First, desire it. Do you Christian people want to be led to love God more? Are you ready to love the world less, which you will have to do if you love God more? Do you wish Christ to lay His hand upon you, and withdraw you from much, that He may draw you into the sanctities and sublimities of His own experienced love? I do not think the lives of some of us look very like as if we should welcome that direction. And it is a sharp test, and a hard commandment to say to a Christian professor, "Desire to be led into the love of God."
Again, expect it. Do not dismiss all that I have been saying about a present Christ leading men by their own impulses, which are His monitions, as fanatical and mystical and far away from daily experience. Ah! it is not only the boy Samuel whose infancy was an excuse for his ignorance, who takes God's voice to be only white-bearded Eli's. There are many of us who, when Christ speaks, think it is only a human voice. Perhaps His deep and gentle tones are thrilling through my harsh and feeble one; and He is now, even by the poor reed through which He breathes His breath, saying to some of you, " Come near to Me." Expect the guidance.

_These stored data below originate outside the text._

//! End-to-end pipeline test: synthetic landmark frames are pushed through
//! feature extraction, calibration, validation, tracking, analytics and the
//! results export.

use once_cell::sync::Lazy;

use regard::calibration::{
    CalibrationConfig, CalibrationEvent, CalibrationManager, CalibrationOutcome, CalibrationPhase,
};
use regard::features::FeatureExtractor;
use regard::fixation::FixationConfig;
use regard::heatmap::{HeatmapConfig, HeatmapGenerator};
use regard::landmark::{Landmark, LandmarkFrame, LANDMARK_COUNT, LEFT_IRIS, RIGHT_IRIS};
use regard::model::{GazeModel, GazeModelConfig};
use regard::quality::Grade;
use regard::session::{ImageSession, SessionExport, Viewport};

const SCREEN_W: f64 = 1920.0;
const SCREEN_H: f64 = 1080.0;

/// Builds a frontal synthetic face with the iris at `(rel_x, rel_y)` inside
/// both eye contours.
fn synthetic_frame(rel_x: f64, rel_y: f64, timestamp_ms: f64) -> LandmarkFrame {
    let mut points = vec![Landmark::default(); LANDMARK_COUNT];
    let mut set = |idx: usize, x: f64, y: f64| {
        points[idx] = Landmark::new(x as f32, y as f32, 0.0);
    };

    // left eye contour
    set(33, 0.30, 0.40);
    set(133, 0.38, 0.40);
    set(159, 0.34, 0.38);
    set(145, 0.34, 0.42);
    set(160, 0.32, 0.385);
    set(158, 0.36, 0.385);
    set(153, 0.36, 0.415);
    set(144, 0.32, 0.415);

    // right eye contour
    set(362, 0.52, 0.40);
    set(263, 0.60, 0.40);
    set(386, 0.56, 0.38);
    set(374, 0.56, 0.42);
    set(387, 0.58, 0.385);
    set(385, 0.54, 0.385);
    set(380, 0.54, 0.415);
    set(373, 0.58, 0.415);

    set(1, 0.45, 0.40 + 0.62 * 0.30);
    set(10, 0.45, 0.20);
    set(199, 0.45, 0.75);
    set(61, 0.38, 0.62);
    set(291, 0.52, 0.62);

    let ring = [(0.0, 0.0), (0.004, 0.0), (0.0, 0.004), (-0.004, 0.0), (0.0, -0.004)];
    let lx = 0.38 + rel_x * (0.30 - 0.38);
    let ly = 0.38 + rel_y * (0.42 - 0.38);
    for (&idx, &(dx, dy)) in LEFT_IRIS.iter().zip(&ring) {
        set(idx, lx + dx, ly + dy);
    }
    let rx = 0.52 + rel_x * (0.60 - 0.52);
    let ry = 0.38 + rel_y * (0.42 - 0.38);
    for (&idx, &(dx, dy)) in RIGHT_IRIS.iter().zip(&ring) {
        set(idx, rx + dx, ry + dy);
    }

    LandmarkFrame::new(points, timestamp_ms)
}

fn model_config() -> GazeModelConfig {
    GazeModelConfig {
        screen_width: SCREEN_W,
        screen_height: SCREEN_H,
        ..GazeModelConfig::default()
    }
}

/// Runs a full calibration + validation session once; tests share the
/// resulting model artefact.
static CALIBRATED: Lazy<(String, CalibrationOutcome)> = Lazy::new(|| {
    let mut rng = fastrand::Rng::with_seed(11);
    let extractor = FeatureExtractor::new();
    let mut model = GazeModel::new(model_config());
    let mut manager = CalibrationManager::new(CalibrationConfig {
        grid_rows: 5,
        grid_cols: 5,
        fps: 10.0,
        samples_per_point: 20,
        min_point_samples: 5,
        validation_samples_per_point: 20,
        ..CalibrationConfig::default()
    });

    manager.start(SCREEN_W, SCREEN_H);
    assert_eq!(manager.phase(), CalibrationPhase::Instructions);
    manager.begin();

    let mut t = 0.0;
    let mut outcome = None;
    let mut frames = 0;
    while matches!(
        manager.phase(),
        CalibrationPhase::Calibrating | CalibrationPhase::Validating
    ) {
        frames += 1;
        assert!(frames < 20_000, "calibration did not converge");
        let target = *manager.current_target().expect("an active target");
        let rel_x = target.x / SCREEN_W + (rng.f64() - 0.5) * 0.004;
        let rel_y = target.y / SCREEN_H + (rng.f64() - 0.5) * 0.004;
        let features = extractor.extract(&synthetic_frame(rel_x, rel_y, t));
        assert!(features.confidence > 0.5, "synthetic frame lost the face");
        manager.push_frame(&features, &mut model);
        t += 33.0;

        while let Some(event) = manager.poll_event() {
            if let CalibrationEvent::Finished(o) = event {
                outcome = Some(o);
            }
        }
    }

    assert_eq!(
        manager.phase(),
        CalibrationPhase::Complete,
        "calibration failed: {:?}",
        manager.failure()
    );
    (model.export_model().unwrap(), outcome.unwrap())
});

#[test]
fn calibration_completes_and_validates() {
    let (_, outcome) = &*CALIBRATED;
    assert!(outcome.validated);
    assert_eq!(outcome.error_threshold_px, 121.0);
    assert!(
        outcome.passed,
        "validation error {:.1}px above threshold",
        outcome.mean_error_px
    );
    assert!(outcome.training.samples_used >= 80);
    assert!(outcome.training.mean_error_px < 30.0);
}

#[test]
fn tracked_image_yields_fixations_heatmap_and_export() {
    let (model_json, outcome) = &*CALIBRATED;
    let mut model = GazeModel::new(model_config());
    model.import_model(model_json).unwrap();

    let extractor = FeatureExtractor::new();
    let viewport = Viewport::fullscreen(SCREEN_W, SCREEN_H, 960, 540);
    let start_ms = 100_000.0;
    let mut session = ImageSession::new(0, viewport, start_ms, FixationConfig::default());

    // dwell on two spots of the stimulus for ~1.3s each
    let mut t = start_ms;
    for (screen_x, screen_y) in [(400.0, 300.0), (1400.0, 800.0)] {
        for _ in 0..40 {
            let features =
                extractor.extract(&synthetic_frame(screen_x / SCREEN_W, screen_y / SCREEN_H, t));
            session.ingest(&features, &mut model);
            t += 33.0;
        }
    }
    assert!(session.sample_count() > 70);

    let analysis = session.finish((t - start_ms).round());
    assert_eq!(analysis.record.image_index, 0);
    assert!(
        analysis.metrics.fixation_count >= 2,
        "{:?}",
        analysis.metrics.fixations
    );

    // fixation centres are image-local (the image is half the screen size)
    let first = analysis.metrics.first_fixation.unwrap();
    assert!((first.x - 200.0).abs() < 12.0, "first fixation x {}", first.x);
    assert!((first.y - 150.0).abs() < 12.0, "first fixation y {}", first.y);
    let last = analysis.metrics.fixations.last().unwrap();
    assert!((last.x - 700.0).abs() < 12.0, "last fixation x {}", last.x);
    assert!((last.y - 400.0).abs() < 12.0, "last fixation y {}", last.y);

    assert_eq!(analysis.quality.grade, Grade::A, "{:?}", analysis.quality);

    // heatmap over the stimulus
    let base = image::RgbaImage::from_pixel(960, 540, image::Rgba([200, 200, 200, 255]));
    let mut heatmap = HeatmapGenerator::new(960, 540, HeatmapConfig::default());
    heatmap.splat_fixations(&analysis.metrics.fixations);
    let png = heatmap.render_over(&base).unwrap();
    assert_eq!(&png[..4], &[0x89, b'P', b'N', b'G']);

    // results document
    let export = SessionExport::new(outcome, vec![analysis.record]);
    let json = export.to_json().unwrap();
    assert!(json.contains("\"image_count\": 1"));
    assert!(json.contains("\"method\": \"poly2_ridge_cubic\""));
    assert!(json.contains("\"validated\": true"));
    assert!(json.contains("\"gaze_points\""));
}
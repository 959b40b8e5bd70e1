//! Replays a synthetic gaze session through the whole pipeline: calibration,
//! validation, tracking of one stimulus image, analytics, and the JSON +
//! heatmap exports.
//!
//! Run with `RUST_LOG=debug` to watch the calibration progress.

use log::LevelFilter;

use regard::calibration::{CalibrationConfig, CalibrationManager, CalibrationPhase};
use regard::features::FeatureExtractor;
use regard::fixation::FixationConfig;
use regard::heatmap::{HeatmapConfig, HeatmapGenerator};
use regard::landmark::{Landmark, LandmarkFrame, LANDMARK_COUNT, LEFT_IRIS, RIGHT_IRIS};
use regard::model::{GazeModel, GazeModelConfig};
use regard::session::{ImageSession, SessionExport, Viewport};
use regard_utils::timer::FpsCounter;

const SCREEN_W: f64 = 1920.0;
const SCREEN_H: f64 = 1080.0;

fn main() -> Result<(), Box<dyn std::error::Error>> {
    env_logger::Builder::new()
        .filter(Some(env!("CARGO_CRATE_NAME")), LevelFilter::Debug)
        .filter(Some("regard"), LevelFilter::Debug)
        .init();

    let extractor = FeatureExtractor::new();
    let mut model = GazeModel::new(GazeModelConfig {
        screen_width: SCREEN_W,
        screen_height: SCREEN_H,
        ..GazeModelConfig::default()
    });
    let mut manager = CalibrationManager::new(CalibrationConfig {
        fps: 30.0,
        ..CalibrationConfig::default()
    });

    // calibration + validation on a synthetic "user" who looks exactly at
    // every target
    manager.start(SCREEN_W, SCREEN_H);
    manager.begin();
    let mut fps = FpsCounter::new("calibration");
    let mut t = 0.0;
    while matches!(
        manager.phase(),
        CalibrationPhase::Calibrating | CalibrationPhase::Validating
    ) {
        let target = *manager.current_target().expect("active calibration target");
        let features = extractor.extract(&synthetic_frame(
            target.x / SCREEN_W,
            target.y / SCREEN_H,
            t,
        ));
        manager.push_frame(&features, &mut model);
        fps.tick_with(model.timers());
        t += 33.0;
    }
    match manager.phase() {
        CalibrationPhase::Complete => {}
        phase => {
            log::error!("calibration ended in {phase:?}: {:?}", manager.failure());
            return Ok(());
        }
    }
    let outcome = loop {
        match manager.poll_event() {
            Some(regard::calibration::CalibrationEvent::Finished(outcome)) => break outcome,
            Some(_) => continue,
            None => unreachable!("completed calibration emits an outcome"),
        }
    };
    log::info!(
        "calibrated: mean validation error {:.1}px (threshold {:.0}px), passed: {}",
        outcome.mean_error_px,
        outcome.error_threshold_px,
        outcome.passed
    );

    // track one stimulus image while the user dwells on three spots
    let viewport = Viewport::fullscreen(SCREEN_W, SCREEN_H, 1280, 720);
    let mut session = ImageSession::new(0, viewport, t, FixationConfig::default());
    for (x, y) in [(500.0, 300.0), (1400.0, 400.0), (900.0, 800.0)] {
        for _ in 0..45 {
            let features = extractor.extract(&synthetic_frame(x / SCREEN_W, y / SCREEN_H, t));
            session.ingest(&features, &mut model);
            t += 33.0;
        }
    }

    let analysis = session.finish(3.0 * 45.0 * 33.0);
    log::info!(
        "tracked {} gaze points, {} fixations, {} ROI clusters, quality {:?} ({:.0})",
        analysis.record.gaze_points.len(),
        analysis.record.fixation_count,
        analysis.record.roi_clusters.len(),
        analysis.quality.grade,
        analysis.quality.score,
    );

    // bake the exports
    let out_dir = std::env::temp_dir();
    let base = image::RgbaImage::from_pixel(1280, 720, image::Rgba([235, 235, 235, 255]));
    let mut heatmap = HeatmapGenerator::new(1280, 720, HeatmapConfig::default());
    heatmap.splat_fixations(&analysis.metrics.fixations);
    let png = heatmap.render_over(&base)?;
    let heatmap_path = out_dir.join("regard-heatmap.png");
    std::fs::write(&heatmap_path, png)?;

    let export = SessionExport::new(&outcome, vec![analysis.record]);
    let json_path = out_dir.join("regard-session.json");
    std::fs::write(&json_path, export.to_json()?)?;

    log::info!(
        "wrote {} and {}",
        heatmap_path.display(),
        json_path.display()
    );
    Ok(())
}

/// Synthetic frontal face with the iris at `(rel_x, rel_y)` in both eyes.
fn synthetic_frame(rel_x: f64, rel_y: f64, timestamp_ms: f64) -> LandmarkFrame {
    let mut points = vec![Landmark::default(); LANDMARK_COUNT];
    let mut set = |idx: usize, x: f64, y: f64| {
        points[idx] = Landmark::new(x as f32, y as f32, 0.0);
    };

    set(33, 0.30, 0.40);
    set(133, 0.38, 0.40);
    set(159, 0.34, 0.38);
    set(145, 0.34, 0.42);
    set(160, 0.32, 0.385);
    set(158, 0.36, 0.385);
    set(153, 0.36, 0.415);
    set(144, 0.32, 0.415);

    set(362, 0.52, 0.40);
    set(263, 0.60, 0.40);
    set(386, 0.56, 0.38);
    set(374, 0.56, 0.42);
    set(387, 0.58, 0.385);
    set(385, 0.54, 0.385);
    set(380, 0.54, 0.415);
    set(373, 0.58, 0.415);

    set(1, 0.45, 0.40 + 0.62 * 0.30);
    set(10, 0.45, 0.20);
    set(199, 0.45, 0.75);
    set(61, 0.38, 0.62);
    set(291, 0.52, 0.62);

    let ring = [(0.0, 0.0), (0.004, 0.0), (0.0, 0.004), (-0.004, 0.0), (0.0, -0.004)];
    let lx = 0.38 + rel_x * (0.30 - 0.38);
    let ly = 0.38 + rel_y * (0.42 - 0.38);
    for (&idx, &(dx, dy)) in LEFT_IRIS.iter().zip(&ring) {
        set(idx, lx + dx, ly + dy);
    }
    let rx = 0.52 + rel_x * (0.60 - 0.52);
    let ry = 0.38 + rel_y * (0.42 - 0.38);
    for (&idx, &(dx, dy)) in RIGHT_IRIS.iter().zip(&ring) {
        set(idx, rx + dx, ry + dy);
    }

    LandmarkFrame::new(points, timestamp_ms)
}
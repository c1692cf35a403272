//! Error type for `shelf-store-sqlite`.

use shelf_core::store::StoreError;
use thiserror::Error;

#[derive(Debug, Error)]
pub enum Error {
  #[error("database error: {0}")]
  Database(#[from] tokio_rusqlite::Error),

  #[error("uuid parse error: {0}")]
  Uuid(#[from] uuid::Error),

  #[error("date/time parse error: {0}")]
  DateParse(String),

  /// Load, update or delete targeted a row that does not exist.
  #[error("book not found: {0}")]
  BookNotFound(uuid::Uuid),
}

/// Collapse backend errors into the failure surface the core
/// understands: missing rows stay `NotFound`, everything else is a
/// storage availability problem the caller may retry.
impl From<Error> for StoreError {
  fn from(e: Error) -> Self {
    match e {
      Error::BookNotFound(id) => StoreError::NotFound(id),
      other => StoreError::Unavailable(other.to_string()),
    }
  }
}

pub type Result<T, E = Error> = std::result::Result<T, E>;
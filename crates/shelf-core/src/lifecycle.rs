//! The lifecycle controller — create, update and delete workflows over a
//! [`BookStore`].
//!
//! Each operation runs a single validate-then-commit pass: the draft is
//! checked against the book schema as a batch (every field error is
//! collected, not just the first), defaults are merged, and exactly one
//! store call performs the commit. Nothing is retried and no lock is
//! held across calls.
//!
//! Access control has already happened by the time a method here is
//! invoked; the controller trusts its caller.

use chrono::Utc;
use serde::{Deserialize, Serialize};
use tracing::{debug, info};
use uuid::Uuid;

use crate::{
  book::NewBook,
  error::{Error, Result},
  listing::Route,
  schema::{self, Draft},
  store::BookStore,
};

// ─── Outcomes ────────────────────────────────────────────────────────────────

/// What a lifecycle operation did.
///
/// Tags map one-to-one onto the status messages the host surfaces after
/// a commit; validation and storage failures are reported through
/// [`Error`] instead, so an `Outcome` always describes a committed
/// operation.
#[derive(Debug, Clone, PartialEq, Eq, Serialize, Deserialize)]
#[serde(tag = "outcome", rename_all = "snake_case")]
pub enum Outcome {
  Created { book_id: Uuid, label: String },
  Updated { book_id: Uuid, label: String },
  Deleted { label: String },
}

impl Outcome {
  /// The user-facing status message for this outcome.
  pub fn message(&self) -> String {
    match self {
      Outcome::Created { label, .. } => format!("Created the {label} Book."),
      Outcome::Updated { label, .. } => format!("Saved the {label} Book."),
      Outcome::Deleted { label } => {
        format!("The {label} Book has been deleted.")
      }
    }
  }

  /// Where the host should navigate after the commit: the record's
  /// canonical page after create/update, the collection after delete.
  pub fn redirect(&self) -> Route {
    match self {
      Outcome::Created { book_id, .. } | Outcome::Updated { book_id, .. } => {
        Route::Canonical { book_id: *book_id }
      }
      Outcome::Deleted { .. } => Route::Collection,
    }
  }
}

// ─── Controller ──────────────────────────────────────────────────────────────

/// Orchestrates book workflows over a storage backend.
#[derive(Debug, Clone)]
pub struct Catalogue<S> {
  store: S,
}

impl<S: BookStore> Catalogue<S> {
  pub fn new(store: S) -> Self {
    Self { store }
  }

  /// Borrow the underlying store, e.g. to enumerate records for listing.
  pub fn store(&self) -> &S {
    &self.store
  }

  /// Create a book from `draft`, acting as `acting_user`.
  ///
  /// Merges defaults — the acting user becomes the owner unless the
  /// draft names one, `published` defaults to true, and both timestamps
  /// are set to the same instant — then validates the full schema and
  /// commits. On validation failure nothing is persisted and the error
  /// carries every rejected field.
  pub async fn create(&self, draft: Draft, acting_user: &str) -> Result<Outcome> {
    let draft = if draft.contains(schema::OWNER) {
      draft
    } else {
      draft.reference(schema::OWNER, acting_user)
    };

    let fields = match schema::validate_full(schema::book_fields(), &draft) {
      Ok(normalized) => normalized,
      Err(errors) => {
        debug!(errors = errors.len(), "book draft rejected");
        return Err(Error::Validation(errors));
      }
    };

    let book = self
      .store
      .create(NewBook::from_validated(&fields, Utc::now()))
      .await?;
    info!(book_id = %book.book_id(), "created book");

    Ok(Outcome::Created {
      book_id: book.book_id(),
      label:   book.name().to_owned(),
    })
  }

  /// Apply a partial update to an existing book.
  ///
  /// Only fields present in `draft` are validated and overwritten;
  /// everything else keeps its stored value. The changed timestamp is
  /// refreshed on every successful update.
  pub async fn update(&self, id: Uuid, draft: Draft) -> Result<Outcome> {
    let mut book = self.store.load(id).await?.ok_or(Error::NotFound(id))?;

    let fields = match schema::validate_partial(schema::book_fields(), &draft)
    {
      Ok(normalized) => normalized,
      Err(errors) => {
        debug!(book_id = %id, errors = errors.len(), "book patch rejected");
        return Err(Error::Validation(errors));
      }
    };

    book.apply(&fields);
    book.set_changed_at(Utc::now());
    self.store.update(&book).await?;
    info!(book_id = %id, "updated book");

    Ok(Outcome::Updated { book_id: id, label: book.name().to_owned() })
  }

  /// Hard-delete a book. A second delete of the same id fails with
  /// [`Error::NotFound`] rather than silently succeeding.
  pub async fn delete(&self, id: Uuid) -> Result<Outcome> {
    let book = self.store.delete(id).await?;
    info!(book_id = %id, "deleted book");

    Ok(Outcome::Deleted { label: book.name().to_owned() })
  }
}

#[cfg(test)]
mod tests {
  use std::sync::{Arc, Mutex};

  use super::*;
  use crate::{
    book::Book,
    schema::{FieldErrorKind, FieldValue},
    store::StoreError,
  };

  // ── In-memory store double ────────────────────────────────────────────

  /// Insertion-ordered in-memory backend; `unavailable` makes every call
  /// fail the way a down database would.
  #[derive(Clone, Default)]
  struct MemStore {
    books:       Arc<Mutex<Vec<Book>>>,
    unavailable: bool,
  }

  impl MemStore {
    fn check(&self) -> Result<(), StoreError> {
      if self.unavailable {
        Err(StoreError::Unavailable("connection refused".into()))
      } else {
        Ok(())
      }
    }

    fn all(&self) -> Vec<Book> {
      self.books.lock().unwrap().clone()
    }
  }

  impl BookStore for MemStore {
    async fn create(&self, book: NewBook) -> Result<Book, StoreError> {
      self.check()?;
      let book = Book::from_parts(Uuid::new_v4(), book);
      self.books.lock().unwrap().push(book.clone());
      Ok(book)
    }

    async fn load(&self, id: Uuid) -> Result<Option<Book>, StoreError> {
      self.check()?;
      Ok(self.all().into_iter().find(|b| b.book_id() == id))
    }

    async fn update(&self, book: &Book) -> Result<(), StoreError> {
      self.check()?;
      let mut books = self.books.lock().unwrap();
      let slot = books
        .iter_mut()
        .find(|b| b.book_id() == book.book_id())
        .ok_or(StoreError::NotFound(book.book_id()))?;
      *slot = book.clone();
      Ok(())
    }

    async fn delete(&self, id: Uuid) -> Result<Book, StoreError> {
      self.check()?;
      let mut books = self.books.lock().unwrap();
      let index = books
        .iter()
        .position(|b| b.book_id() == id)
        .ok_or(StoreError::NotFound(id))?;
      Ok(books.remove(index))
    }

    async fn list(&self) -> Result<Vec<Book>, StoreError> {
      self.check()?;
      Ok(self.all())
    }
  }

  fn catalogue() -> Catalogue<MemStore> {
    Catalogue::new(MemStore::default())
  }

  fn dune_draft() -> Draft {
    Draft::new()
      .text(schema::NAME, "Dune")
      .text(schema::ISBN, "9780441013593")
      .integer(schema::YEAR, 1965)
      .reference(schema::PUBLISHER, "pub1")
      .reference(schema::AUTHOR, "auth1")
  }

  async fn created_id(c: &Catalogue<MemStore>, draft: Draft) -> Uuid {
    match c.create(draft, "u1").await.unwrap() {
      Outcome::Created { book_id, .. } => book_id,
      other => panic!("expected Created, got {other:?}"),
    }
  }

  // ── Create ────────────────────────────────────────────────────────────

  #[tokio::test]
  async fn create_merges_owner_and_publish_defaults() {
    let c = catalogue();
    let id = created_id(&c, dune_draft()).await;

    let book = c.store().load(id).await.unwrap().unwrap();
    assert_eq!(book.name(), "Dune");
    assert_eq!(book.owner_id(), "u1");
    assert!(book.is_published());
    assert_eq!(book.created_at(), book.changed_at());
  }

  #[tokio::test]
  async fn create_keeps_an_explicit_owner() {
    let c = catalogue();
    let draft = dune_draft().reference(schema::OWNER, "u2");
    let id = created_id(&c, draft).await;

    let book = c.store().load(id).await.unwrap().unwrap();
    assert_eq!(book.owner_id(), "u2");
  }

  #[tokio::test]
  async fn create_missing_year_persists_nothing() {
    let c = catalogue();
    let draft = Draft::new()
      .text(schema::NAME, "Dune")
      .text(schema::ISBN, "9780441013593")
      .reference(schema::PUBLISHER, "pub1")
      .reference(schema::AUTHOR, "auth1");

    let err = c.create(draft, "u1").await.unwrap_err();
    match err {
      Error::Validation(errors) => {
        assert_eq!(errors.len(), 1);
        assert_eq!(errors[0].field, schema::YEAR);
        assert_eq!(errors[0].kind, FieldErrorKind::Missing);
      }
      other => panic!("expected Validation, got {other:?}"),
    }

    assert!(c.store().list().await.unwrap().is_empty());
  }

  #[tokio::test]
  async fn create_reports_every_invalid_field_at_once() {
    let c = catalogue();
    let draft = Draft::new()
      .text(schema::YEAR, "someday")
      .reference(schema::AUTHOR, "auth1");

    let err = c.create(draft, "u1").await.unwrap_err();
    let Error::Validation(errors) = err else {
      panic!("expected Validation");
    };

    let fields: Vec<_> = errors.iter().map(|e| e.field).collect();
    assert_eq!(fields, vec![
      schema::NAME,
      schema::ISBN,
      schema::YEAR,
      schema::PUBLISHER,
    ]);
  }

  #[tokio::test]
  async fn create_rejects_an_overlong_name() {
    let c = catalogue();
    let draft = dune_draft().text(schema::NAME, "x".repeat(256));

    let Error::Validation(errors) = c.create(draft, "u1").await.unwrap_err()
    else {
      panic!("expected Validation");
    };
    assert_eq!(errors[0].field, schema::NAME);
    assert_eq!(errors[0].kind, FieldErrorKind::TooLong { max: 255 });
  }

  #[tokio::test]
  async fn create_accepts_year_submitted_as_text() {
    let c = catalogue();
    let draft = dune_draft().text(schema::YEAR, "1965");
    let id = created_id(&c, draft).await;

    let book = c.store().load(id).await.unwrap().unwrap();
    assert_eq!(book.year(), 1965);
  }

  // ── Update ────────────────────────────────────────────────────────────

  #[tokio::test]
  async fn update_patches_only_named_fields() {
    let c = catalogue();
    let id = created_id(&c, dune_draft()).await;
    let before = c.store().load(id).await.unwrap().unwrap();

    let outcome = c
      .update(id, Draft::new().text(schema::NAME, "Dune Messiah"))
      .await
      .unwrap();
    assert_eq!(outcome, Outcome::Updated {
      book_id: id,
      label:   "Dune Messiah".into(),
    });

    let after = c.store().load(id).await.unwrap().unwrap();
    assert_eq!(after.name(), "Dune Messiah");
    assert_eq!(after.isbn(), before.isbn());
    assert_eq!(after.year(), before.year());
    assert_eq!(after.owner_id(), before.owner_id());
    assert_eq!(after.created_at(), before.created_at());
    assert!(after.changed_at() >= before.changed_at());
  }

  #[tokio::test]
  async fn update_unknown_id_is_not_found() {
    let c = catalogue();
    let id = Uuid::new_v4();

    let err = c
      .update(id, Draft::new().text(schema::NAME, "X"))
      .await
      .unwrap_err();
    match err {
      Error::NotFound(missing) => assert_eq!(missing, id),
      other => panic!("expected NotFound, got {other:?}"),
    }
  }

  #[tokio::test]
  async fn update_rejects_invalid_patch_and_keeps_the_record() {
    let c = catalogue();
    let id = created_id(&c, dune_draft()).await;

    let err = c
      .update(id, Draft::new().text(schema::YEAR, "later"))
      .await
      .unwrap_err();
    let Error::Validation(errors) = err else { panic!("expected Validation") };
    assert_eq!(errors[0].kind, FieldErrorKind::NotInteger);

    let book = c.store().load(id).await.unwrap().unwrap();
    assert_eq!(book.year(), 1965);
  }

  #[tokio::test]
  async fn update_can_unpublish() {
    let c = catalogue();
    let id = created_id(&c, dune_draft()).await;

    c.update(id, Draft::new().boolean(schema::PUBLISHED, false))
      .await
      .unwrap();

    let book = c.store().load(id).await.unwrap().unwrap();
    assert!(!book.is_published());
  }

  // ── Delete ────────────────────────────────────────────────────────────

  #[tokio::test]
  async fn delete_then_second_delete_is_not_found() {
    let c = catalogue();
    let id = created_id(&c, dune_draft()).await;

    let outcome = c.delete(id).await.unwrap();
    assert_eq!(outcome, Outcome::Deleted { label: "Dune".into() });
    assert!(c.store().load(id).await.unwrap().is_none());

    let err = c.delete(id).await.unwrap_err();
    match err {
      Error::NotFound(missing) => assert_eq!(missing, id),
      other => panic!("expected NotFound, got {other:?}"),
    }
  }

  // ── Storage failures ──────────────────────────────────────────────────

  #[tokio::test]
  async fn unavailable_store_surfaces_without_retry() {
    let c = Catalogue::new(MemStore {
      unavailable: true,
      ..MemStore::default()
    });

    let err = c.create(dune_draft(), "u1").await.unwrap_err();
    match err {
      Error::Unavailable(msg) => assert_eq!(msg, "connection refused"),
      other => panic!("expected Unavailable, got {other:?}"),
    }
  }

  // ── Outcomes ──────────────────────────────────────────────────────────

  #[tokio::test]
  async fn outcome_messages_and_redirects_match_host_copy() {
    let c = catalogue();

    let created = c.create(dune_draft(), "u1").await.unwrap();
    assert_eq!(created.message(), "Created the Dune Book.");
    let Outcome::Created { book_id, .. } = created.clone() else {
      panic!("expected Created");
    };
    assert_eq!(created.redirect(), Route::Canonical { book_id });

    let updated = c
      .update(book_id, Draft::new().text(schema::NAME, "Dune Messiah"))
      .await
      .unwrap();
    assert_eq!(updated.message(), "Saved the Dune Messiah Book.");
    assert_eq!(updated.redirect(), Route::Canonical { book_id });

    let deleted = c.delete(book_id).await.unwrap();
    assert_eq!(deleted.message(), "The Dune Messiah Book has been deleted.");
    assert_eq!(deleted.redirect(), Route::Collection);
  }

  #[tokio::test]
  async fn validated_references_normalize_textual_ids() {
    let c = catalogue();
    let draft = Draft::new()
      .text(schema::NAME, "Dune")
      .text(schema::ISBN, "9780441013593")
      .integer(schema::YEAR, 1965)
      .text(schema::PUBLISHER, "pub1")
      .text(schema::AUTHOR, "auth1");
    let id = created_id(&c, draft).await;

    let book = c.store().load(id).await.unwrap().unwrap();
    assert_eq!(book.publisher_id(), "pub1");
    assert_eq!(
      book.field(schema::AUTHOR),
      Some(FieldValue::Reference("auth1".into()))
    );
  }
}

Still your own wills that you may hear His voice. How can you be led if you never look at the Guide? How can you hear that still small voice amidst the clattering of spindles, and the roar of wagons, and the noises in your own heart? Be still, and He will speak.
Follow the guidance, and at once, for delay is fatal. Like a man walking behind a guide across some morass, set your feet in the prints of the Master's and keep close at His heels, and then you will be safe. And so, dear friends, if we want to have anchorage for our love, let us set our love on God, who alone is worthy of it, and who alone of all its objects will neither fail us nor change. If we would have the temper which lifts us above the ills of life and enables us to keep our course unaffected by them all, as the gentle moon moves with the same silent, equable pace through piled masses of cloud and clear stretches of sky, we must attain submission through love, and gain unreluctant endurance and steadfast wills from the example and source of both, the gentle and strong Christ. If we would have our hearts calm, we must let Him guide them, sway them, curb their vagrancies, stimulate their desires, and satisfy the desires which He has stimulated. We must abandon self, and say, "Lord, I cannot guide myself. Do Thou direct my wandering feet." The prayer will not be in vain. He will guide us with His eye, and that directing ot our hearts will issue in experiences of love and patience, whose " very sweetness yieldeth proof that they were born for immortality." The Guide and the road foreshadow the goal. The only natural end to which such a path can lead and such guidance point is a heaven of perfect love, where patience has done its perfect work, and is called for no more. The experience of present direction strengthens the hope of future perfection. So we may take for our own the triumphant confidence of the Psalmist, and embrace the nearest and the remotest future in one calm vision of faith that "Thou wilt guide me with Thy counsel, and afterwards receive me to glory."